Tetapi setelah tahun 1870 ia memusatkan aktivitasnya untuk menulis.
Nawawi seorang yang produktif dan berbakat; tulisan-tulisannya meliputi
karya pendek yang berisi tentang pedoman-pedoman ibadah sampai kepada
tafsir Al-Qur’an yang cukup tebal yang terdiri dari 2 jilid, yang
diterbitkan di mesir tahun 1887. sarkis menyebutkan 38 karya Syekh
Nawawi yang penting. beberapa contoh karya Nawawi yang penting yang
terbit di Mesir antara lain:
1. Syarah Al-Jurummiyah, isinya tatabahasa Arab, terbit tahun 1881.
2. Lubab Al-Bayan (1884).
3. Dhariyat Al-Yaqin; isinya tentang doktrin-doktrin Islam, dan merupakan komentar atas karya Syekh Sanusi, terbit 1886.
4. Fathul Mujib. Buku ini merupakan komentar atas karya Adurr Al-Farid, karya Syekh Nawawi (guru Nawawi) yang terbit tahun
1881, dan 3 buah buku lagi yang berisi, selain doktrin-doktrin pokok,
uraian tentang lima bagian-bagian penting daripada hukum Islam dan lima
rukun Islam.
5. Dua
jilid komentar tentang syair mauled karya Al Barzanji.

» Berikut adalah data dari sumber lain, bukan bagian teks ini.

//! Broker client - owner of the single broker connection
//!
//! All traffic of a process multiplexes over one [`BrokerClient`]. Clones share the
//! same connection. The connection state machine:
//!
//! ```text
//!                connect()            transport Connected
//! Disconnected ───────────► Connecting ───────────────────► Connected
//!      ▲                     │     ▲                           │
//!      │ disconnect()        │     │ backoff elapsed           │ transport closed
//!      │                     ▼     │                           ▼
//!      └──────────────── Reconnecting ◄─────────────────────────┘
//!                            │
//!                            └──► Failed (retry budget spent, manual connect only)
//! ```
//!
//! Transport events are handled by one pump task per transport, so they are
//! processed strictly in arrival order. Events of a transport that has been replaced
//! or explicitly closed are ignored via a generation counter.

use std::collections::BTreeSet;
use std::sync::atomic::{AtomicUsize, Ordering};
use std::sync::{Arc, Mutex, MutexGuard};

use chrono::{DateTime, Local};
use serde::Serialize;
use tokio::sync::{broadcast, mpsc, watch};
use tokio_util::sync::CancellationToken;
use tracing::{debug, error, info, warn};

use super::config::{ConnectOptions, ReconnectPolicy};
use super::error::{BrokerError, TransportError};
use super::message_manager::{InboundMessage, Message};
use super::topics;
use super::transport::{Ack, Transport, TransportEvent, TransportLink};
use crate::command::DeviceCommand;

const EVENT_CAPACITY: usize = 256;

#[derive(Clone, Copy, Default, Debug, PartialEq, Eq)]
pub enum ConnectionState {
    #[default]
    Disconnected,
    Connecting,
    Connected,
    /// A reconnect is scheduled after the backoff delay
    Reconnecting,
    /// Automatic reconnection gave up
    Failed,
}

/// Events emitted to every listener of a client
#[derive(Debug, Clone, PartialEq, Eq)]
pub enum BrokerEvent {
    Connected,
    Disconnected { reconnect_attempts: u32 },
    Error(BrokerError),
    Message(InboundMessage),
}

/// Synchronous snapshot for rendering connectivity
#[derive(Clone, Debug, Default)]
pub struct MQTTStatus {
    pub connection_state: ConnectionState,
    pub reconnect_attempts: u32,
    pub last_error: Option<BrokerError>,
    pub messages_received: usize,
    pub messages_sent: usize,
    pub last_activity: Option<DateTime<Local>>,
    pub subscriptions: Vec<String>,
}

type AttemptOutcome = Option<Result<(), BrokerError>>;

#[derive(Default)]
struct Connection {
    state: ConnectionState,
    link: Option<Arc<dyn TransportLink>>,
    attempt: Option<watch::Sender<AttemptOutcome>>,
    generation: u64,
    reconnect_attempts: u32,
    reconnect_timer: Option<CancellationToken>,
    options: ConnectOptions,
    subscriptions: BTreeSet<String>,
    last_error: Option<BrokerError>,
    messages_received: usize,
    messages_sent: usize,
    last_activity: Option<DateTime<Local>>,
}

impl Connection {
    fn live_link(&self) -> Result<Arc<dyn TransportLink>, BrokerError> {
        match (&self.state, &self.link) {
            (ConnectionState::Connected, Some(link)) => Ok(link.clone()),
            _ => Err(BrokerError::NotConnected),
        }
    }

    fn settle_attempt(&mut self, outcome: Result<(), BrokerError>) {
        if let Some(attempt) = self.attempt.take() {
            attempt.send_replace(Some(outcome));
        }
    }

    fn cancel_reconnect_timer(&mut self) {
        if let Some(timer) = self.reconnect_timer.take() {
            timer.cancel();
        }
    }
}

struct ClientInner {
    transport: Arc<dyn Transport>,
    policy: ReconnectPolicy,
    connection: Mutex<Connection>,
    events: broadcast::Sender<BrokerEvent>,
    consumers: AtomicUsize,
}

/// Shared handle to the broker connection
#[derive(Clone)]
pub struct BrokerClient {
    inner: Arc<ClientInner>,
}

impl std::fmt::Debug for BrokerClient {
    fn fmt(&self, f: &mut std::fmt::Formatter<'_>) -> std::fmt::Result {
        f.debug_struct("BrokerClient")
            .field("state", &self.connection_state())
            .field("policy", &self.inner.policy)
            .finish()
    }
}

Karya ini sangat
penting sebab selalu dibacakan dalam perayaan-perayaan mauled.
6. Syarah Isro’ Miraj juga karangan Al Barzanji
7. Syarah tentang Syair Asmaul Husna
8. Syarah Manasik Haji karangan Syarbani yang tertbit tahun 1880.
9. Syarah Suluk Al-Jiddah (1983)
10. Syarah
Sullam Al-Manajah (1884) yang membahas tentang berbagai persoalan
ibadah. (Buku asli no. 9 dan 10 dikarang oleh Syekh Hadrami).
11. Tafsir murah Labib.
Di banten sendiri syeh nawawi dikenal dengan pengarang buku amil.